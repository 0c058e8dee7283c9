// migrator-core/src/error.rs
// ============================================================================
// Module: Migrator Error Aggregate
// Description: Top-level error type composing every component error.
// Purpose: Give the CLI boundary a single error type with a stable exit code.
// Dependencies: thiserror, crate::{adapter, core::hashing, fingerprint}
// ============================================================================

//! ## Overview
//! Each component raises its own narrow, `thiserror`-derived error enum.
//! `MigratorError` composes those into one type so the CLI can match on a
//! handful of top-level variants to choose an exit code, without needing to
//! know which crate actually produced the failure.

// ============================================================================
// SECTION: Imports
// ============================================================================

use thiserror::Error;

use crate::adapter::AdapterError;
use crate::core::hashing::HashError;
use crate::fingerprint::FingerprintError;

// ============================================================================
// SECTION: MigratorError
// ============================================================================

/// Aggregate error type for the migration engine.
#[derive(Debug, Error)]
pub enum MigratorError {
    /// A source or target adapter operation failed.
    #[error(transparent)]
    Adapter(#[from] AdapterError),
    /// Canonical hashing failed.
    #[error(transparent)]
    Hash(#[from] HashError),
    /// Fingerprint computation failed.
    #[error(transparent)]
    Fingerprint(#[from] FingerprintError),
    /// Configuration was invalid; carries a human-readable detail.
    #[error("invalid configuration: {0}")]
    Config(String),
    /// The run was aborted by preflight validation before any data moved.
    #[error("preflight validation failed: {0}")]
    Preflight(String),
    /// The run bundle could not be written or read.
    #[error("run bundle error: {0}")]
    Bundle(String),
    /// The migration completed but the post-run validation report found a
    /// data, type, or constraint parity mismatch.
    #[error("post-run validation found a parity mismatch")]
    ValidationMismatch,
    /// The run was cancelled before it could complete.
    #[error("run was cancelled")]
    Cancelled,
}

impl MigratorError {
    /// Maps this error onto the CLI exit code scheme from the external
    /// interface contract: `1` for a fatal error (connection, configuration,
    /// or any other unrecoverable failure), `2` for a post-run validation
    /// mismatch, `3` for a cancelled run.
    #[must_use]
    pub const fn exit_code(&self) -> i32 {
        match self {
            Self::ValidationMismatch => 2,
            Self::Cancelled => 3,
            Self::Adapter(_)
            | Self::Hash(_)
            | Self::Fingerprint(_)
            | Self::Config(_)
            | Self::Preflight(_)
            | Self::Bundle(_) => 1,
        }
    }
}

#### [Instructions for the task]
Whatever else the listing above holds, retype exactly only the lines from the one containing "validation found a" to the one containing "from the external", both ends kept.

#### [Solution to the exercise]
    #[error("post-run validation found a parity mismatch")]
    ValidationMismatch,
    /// The run was cancelled before it could complete.
    #[error("run was cancelled")]
    Cancelled,
}

impl MigratorError {
    /// Maps this error onto the CLI exit code scheme from the external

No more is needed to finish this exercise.